Después de dos meses se cumplirán nada menos que 100 años desde el inicio del primer flagelo mundial ocasionado por armas accionadas por el hombre, y como el día de hoy, Viernes especial para los cristianos –la gran mayoría de la población– día de respeto y meditación, vale hacer referencia, en cuanto implica reflexión, a los azotes que puede causar a la gente las guerras y la falta de entendimiento entre las naciones.

El 28 de junio próximo hará un siglo desde que un estudiante serbio, enfermo de tisis y enajenado, políticamente manipulado y además fanático, asesinó al heredero del imperio austro-húngaro, en Sarajevo (Bosnia-Herzegovina) y disparó la hecatombe de la Primera Guerra Mundial.

El afán imperialista de las potencias del momento con ambiciones para controlar o apropiarse de varios puntos de la geografía del planeta como los propios Balcanes, el Oriente Medio, el Norte de África, los alrededores del Adriático, entre otros, provocaron una serie de incidentes que involucraron rápidamente a varios estados y desencadenaron la guerra, producto también de angustias, frustraciones, odios y deseos por largo tiempo represados.

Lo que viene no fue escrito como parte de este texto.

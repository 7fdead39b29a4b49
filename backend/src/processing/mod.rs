//! Record shaping ahead of classification.
//!
//! - [`standardizer`] - raw headers onto the canonical schema
//! - [`cleaner`] - type coercion and required-field filtering

pub mod cleaner;
pub mod standardizer;

pub use cleaner::{clean, CleanReport, CleanedBatch, DropReason, DroppedRow};
pub use standardizer::{standardize, CanonicalTable, ColumnResolution};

Murieron 13 millones de personas, 28 millones sufrieron diversos tipos de lesiones, 338.000 millones de dólares gastados, con hambre y enfermedades en los pueblos afectados, ¿para qué?, ¿mejoró algo la humanidad?, ¿ha entendido el hombre después de un siglo que la guerra no es solución?, ¿no estamos acaso nerviosos y preocupados por lo que puede ocurrir en la frontera rusa-ucraniana en estos días?, ¿no hay el peligro de que pueda ser esa región –con la polarización a flor de piel– el nuevo escenario de una conflagración mundial?

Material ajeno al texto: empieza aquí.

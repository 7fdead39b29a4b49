//! Risk classification against each customer's spending baseline.
//!
//! ```text
//! mean(customer) = sum(amount) / count          over the whole batch
//! unusual        = amount > mean(customer) * multiplier
//!
//!                 is_fraud = false    is_fraud = true
//! unusual = false Normal              Normal
//! unusual = true  Medium Risk         High Risk
//! ```
//!
//! The baseline includes the row being judged. Rows without a customer id
//! have no baseline and are never unusual.

use std::collections::HashMap;

use crate::error::SchemaError;
use crate::models::{ClassifiedTransaction, RiskLevel, Transaction, AMOUNT, CUSTOMER_ID};
use crate::processing::CleanedBatch;

/// Tier for one row given its two signals.
pub fn risk_level(unusual: bool, is_fraud: bool) -> RiskLevel {
    match (unusual, is_fraud) {
        (true, true) => RiskLevel::High,
        (true, false) => RiskLevel::Medium,
        _ => RiskLevel::Normal,
    }
}

/// Mean amount per customer over the given rows.
pub fn customer_means(transactions: &[Transaction]) -> HashMap<&str, f64> {
    let mut totals: HashMap<&str, (f64, usize)> = HashMap::new();
    for txn in transactions {
        if let Some(customer) = txn.customer_id.as_deref() {
            let entry = totals.entry(customer).or_insert((0.0, 0));
            entry.0 += txn.amount;
            entry.1 += 1;
        }
    }

    totals
        .into_iter()
        .map(|(customer, (sum, count))| (customer, sum / count as f64))
        .collect()
}

/// Tag every row of a cleaned batch with its risk tier.
///
/// Output order and length match the input. The batch itself is not modified.
pub fn classify(
    batch: &CleanedBatch,
    multiplier: f64,
) -> Result<Vec<ClassifiedTransaction>, SchemaError> {
    let missing: Vec<String> = [CUSTOMER_ID, AMOUNT]
        .into_iter()
        .filter(|col| !batch.has_column(col))
        .map(String::from)
        .collect();
    if !missing.is_empty() {
        return Err(SchemaError::MissingForClassification(missing));
    }

    let means = customer_means(&batch.transactions);

    Ok(batch
        .transactions
        .iter()
        .map(|txn| {
            let unusual = txn
                .customer_id
                .as_deref()
                .and_then(|c| means.get(c))
                .map(|mean| txn.amount > mean * multiplier)
                .unwrap_or(false);

            ClassifiedTransaction {
                transaction: txn.clone(),
                risk_level: risk_level(unusual, txn.is_fraud),
            }
        })
        .collect())
}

Hace una centuria las máquinas para matar no eran tan sofisticadas ni tan destructivas como ahora, y esta es una de las razones para que durante cuatro años de lucha armada (1914-1918) con tantos países involucrados no haya habido más cadáveres, pero hoy con la letalidad escalofriante de esos instrumentos habría que contar los muertos por decenas de millones en una especie de suicidio colectivo. Felizmente los historiadores están de acuerdo en que sería irracional e insensato provocar la aparición de una tercera guerra mundial porque, aunque no pueda decirse que la inteligencia de la humanidad ha evolucionado, que los hombres son ahora más equilibrados y cerebrales, por lo menos en los últimos decenios no se han visto guerras entre Estados, unos contra otros, sino guerras entre facciones de los mismos países o regiones, guerras civiles impulsadas por odios raciales o religiosos o por disputas ancestrales o, incluso, por algo despreciable pero poderoso como es el ego maximizado, un ego que pareciera aflorar en la conducta del líder ruso Putin, quien se considera como escogido para rescatar en beneficio de su país viejos anhelos expansionistas del desaparecido imperio soviético.

Aunque el conflicto es el tema que más ha ocupado la mente del hombre –después del amor– a lo largo de la historia, en este Viernes de valor especial para los cristianos, tengamos la confianza de que esta relativa paz mundial, con pequeñas guerras focalizadas, no será alterada por patológicas voluntades de quienes les importa poco la suerte de la gente.